The Township’s Department of Public Works (“Public Works”) removed portions of the tree that were on the road after the accident had taken place. The court took note the Township has 26.7 square miles and the road is within the New Jersey Highlands Preservation Area. Removing trees, according to the court, requires approval from two separate agencies. The Townships Public Works does perform tree maintenance on the property within the Township, except for more involved jobs, where the work is contracted out to a private sector business.

To help establish the proofs necessary to sustain their case, plaintiffs retained at least one expert including a New York State certified arborist. The expert inspected the tree at the center of the controversy and concluded the tree “has been dead [for] a number of years. There is visible rot throughout the entire tree. There [are] also many sections of bark missing…the uprooted stump [is] also extensively rotten.” Plaintiffs also highlighted four reports of issues with trees that would have caused problems for drivers.
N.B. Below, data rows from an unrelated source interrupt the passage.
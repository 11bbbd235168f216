//! Borrowed node view.

use serde::Serialize;

use crate::{NodeId, NodeKind, Span, SyntaxTree};

/// A read-only view of one node of a [`SyntaxTree`].
///
/// `NodeRef` is `Copy`; navigation methods return further views tied to
/// the same borrow of the tree.
///
/// # Example
///
/// ```rust
/// use ordolint_ast::{NodeKind, SyntaxTree};
///
/// let mut tree = SyntaxTree::new();
/// let root = tree.root();
/// let word = tree.push_leaf(root, NodeKind::Identifier, "hello").unwrap();
///
/// let node = tree.node(word);
/// assert_eq!(node.text(), Some("hello"));
/// assert!(node.parent().is_some_and(|p| p.is_root()));
/// ```
#[derive(Clone, Copy)]
pub struct NodeRef<'t> {
    tree: &'t SyntaxTree,
    id: NodeId,
}

impl<'t> NodeRef<'t> {
    #[inline]
    pub(crate) fn new(tree: &'t SyntaxTree, id: NodeId) -> Self {
        Self { tree, id }
    }

    /// Returns the id of this node.
    #[inline]
    pub fn id(&self) -> NodeId {
        self.id
    }

    /// Returns the tree this node belongs to.
    #[inline]
    pub fn tree(&self) -> &'t SyntaxTree {
        self.tree
    }

    #[inline]
    pub fn kind(&self) -> NodeKind {
        self.tree.kind(self.id)
    }

    /// Returns true if this is the tree root.
    #[inline]
    pub fn is_root(&self) -> bool {
        self.tree.root() == self.id
    }

    #[inline]
    pub fn is_leaf(&self) -> bool {
        !self.kind().is_composite()
    }

    /// Leaf text; `None` for composite nodes.
    #[inline]
    pub fn text(&self) -> Option<&'t str> {
        self.tree.leaf_text(self.id)
    }

    /// Rendered text of the whole subtree.
    pub fn full_text(&self) -> String {
        self.tree.render_node(self.id)
    }

    #[inline]
    pub fn span(&self) -> Span {
        self.tree.span(self.id)
    }

    #[inline]
    pub fn start_offset(&self) -> u32 {
        self.span().start
    }

    #[inline]
    pub fn text_len(&self) -> u32 {
        self.span().len()
    }

    pub fn parent(&self) -> Option<NodeRef<'t>> {
        self.tree.parent(self.id).map(|id| self.tree.node(id))
    }

    /// Iterates over the direct children in order.
    pub fn children(&self) -> impl DoubleEndedIterator<Item = NodeRef<'t>> + use<'t> {
        let tree = self.tree;
        tree.children(self.id).iter().map(move |&id| tree.node(id))
    }

    pub fn first_child(&self) -> Option<NodeRef<'t>> {
        self.children().next()
    }

    pub fn last_child(&self) -> Option<NodeRef<'t>> {
        self.children().next_back()
    }

    pub fn prev_sibling(&self) -> Option<NodeRef<'t>> {
        self.tree.prev_sibling(self.id).map(|id| self.tree.node(id))
    }

    pub fn next_sibling(&self) -> Option<NodeRef<'t>> {
        self.tree.next_sibling(self.id).map(|id| self.tree.node(id))
    }
}

impl std::fmt::Debug for NodeRef<'_> {
    fn fmt(&self, f: &mut std::fmt::Formatter<'_>) -> std::fmt::Result {
        f.debug_struct("NodeRef")
            .field("id", &self.id)
            .field("kind", &self.kind())
            .field("span", &self.span())
            .finish()
    }
}

impl Serialize for NodeRef<'_> {
    fn serialize<S>(&self, serializer: S) -> Result<S::Ok, S::Error>
    where
        S: serde::Serializer,
    {
        use serde::ser::SerializeStruct;

        let span = self.span();
        let composite = self.kind().is_composite();

        let mut state = serializer.serialize_struct("Node", 3)?;
        state.serialize_field("kind", &self.kind())?;
        state.serialize_field("range", &[span.start, span.end])?;
        if composite {
            let children: Vec<NodeRef<'_>> = self.children().collect();
            state.serialize_field("children", &children)?;
        } else {
            state.serialize_field("text", &self.text())?;
        }
        state.end()
    }
}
Plaintiffs’ attempted to establish two points: (1) the Township had notice of the tree’s dangerous condition; and (2) it was palpably unreasonable for Public Works to not address the problem the dead tree posed before it landed on the plaintiffs’ car. The relevant statute, which explains how a public entity such a as a township may be liable based on a condition of the property is found under N.J.S.A. 59:4-2 and N.J.S.A. 59:4-3. In order for the Township to be held liable under the NJTCA, they must have notice and time to take action to protect the public from the dangerous condition created by the tree on the Township’s property and the conduct taken by the Township before the injury occurred must not be palpably unreasonable.

Plaintiffs argued the tree was dead for a long time and this should have been noticed by Public Works because of the obvious lack of leaves and bark on the tree indicating a soon-to-be problem. The court explained no reasonable juror could ever find that Public Works had any notice of the problem because the tree is surrounded by so many trees and would be difficult to locate and address in time. “[T]he record indicates that the tree was not in a readily visible location. [It] was located in a densely wooded area.” Furthermore, the court did not want to impose a plan that the Township must follow. “Our Supreme Court has recognized that courts do ‘not have the authority or expertise to dictate to public entities the ideal…inspection program, particularly given the limited resources available to them.’” Polzo v. County of Essex, 209 N.J. 51, 69 (2012).
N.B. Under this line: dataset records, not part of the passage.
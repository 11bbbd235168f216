//! Parallel processing of independent texts.
//!
//! The execution order is computed once and shared read-only. Every text
//! gets its own tree and diagnostic sink, so rules only need to be
//! `Send + Sync` for this to be sound.

use rayon::prelude::*;
use tracing::warn;

use crate::emit::Diagnostic;
use crate::error::LinterError;
use crate::linter::Linter;
use crate::result::{FormatResult, LintResult};
use crate::rule::RuleSet;

/// A named input text.
#[derive(Debug, Clone, PartialEq, Eq)]
pub struct Source {
    /// Caller-chosen name, e.g. a file path.
    pub name: String,
    pub text: String,
}

impl Source {
    pub fn new(name: impl Into<String>, text: impl Into<String>) -> Self {
        Self {
            name: name.into(),
            text: text.into(),
        }
    }
}

/// Successes and per-source failures, each in input order.
pub type BatchResult<T> = Result<(Vec<(String, T)>, Vec<(String, LinterError)>), LinterError>;

impl Linter {
    /// Lints every source in parallel.
    ///
    /// Configuration errors fail the whole batch; parse errors and rule
    /// faults are reported per source.
    pub fn lint_batch(&self, sources: &[Source], rule_sets: &[RuleSet]) -> BatchResult<LintResult> {
        let order = self.execution_order(rule_sets)?;
        let results: Vec<Result<LintResult, LinterError>> = sources
            .par_iter()
            .map(|source| self.lint_with_order(&source.text, &order, &mut |_: &Diagnostic| {}))
            .collect();
        Ok(partition(sources, results))
    }

    /// Formats every source in parallel.
    pub fn format_batch(
        &self,
        sources: &[Source],
        rule_sets: &[RuleSet],
    ) -> BatchResult<FormatResult> {
        let order = self.execution_order(rule_sets)?;
        let results: Vec<Result<FormatResult, LinterError>> = sources
            .par_iter()
            .map(|source| self.format_with_order(&source.text, &order, &mut |_: &Diagnostic| {}))
            .collect();
        Ok(partition(sources, results))
    }
}

#[allow(clippy::type_complexity)]
fn partition<T>(
    sources: &[Source],
    results: Vec<Result<T, LinterError>>,
) -> (Vec<(String, T)>, Vec<(String, LinterError)>) {
    let mut successes = Vec::new();
    let mut failures = Vec::new();
    for (source, result) in sources.iter().zip(results) {
        match result {
            Ok(value) => successes.push((source.name.clone(), value)),
            Err(error) => {
                warn!("Failed to process {}: {}", source.name, error);
                failures.push((source.name.clone(), error));
            }
        }
    }
    (successes, failures)
}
The court quickly discussed the remaining element of palpable unreasonableness and concluded the Public Works’ behavior was not “patently unacceptable under any given circumstance.” This is so because of the heavily wooded area the tree was in and the fact that the tree was thirty-two feet from the center of the road. This puts the problematic tree in a sort of camouflaged light. “The program that the Township had in place was not unreasonable – if a tree or branch fell on the road, or appeared at risk of doing so, [Public Works] would remove it as soon as possible, thereby removing the dangerous condition [from the property the Township controls].” Simply put, the program was not a manifest breach of their duty to protect the public from dangerous conditions on the Township’s property.

The Appellate Division likewise determined no reasonable juror could find there existed notice to the Township and that the Public Works’ conduct did not amount to a palpably unreasonable behavior in exercising their duty to the public. Therefore, summary judgment was upheld.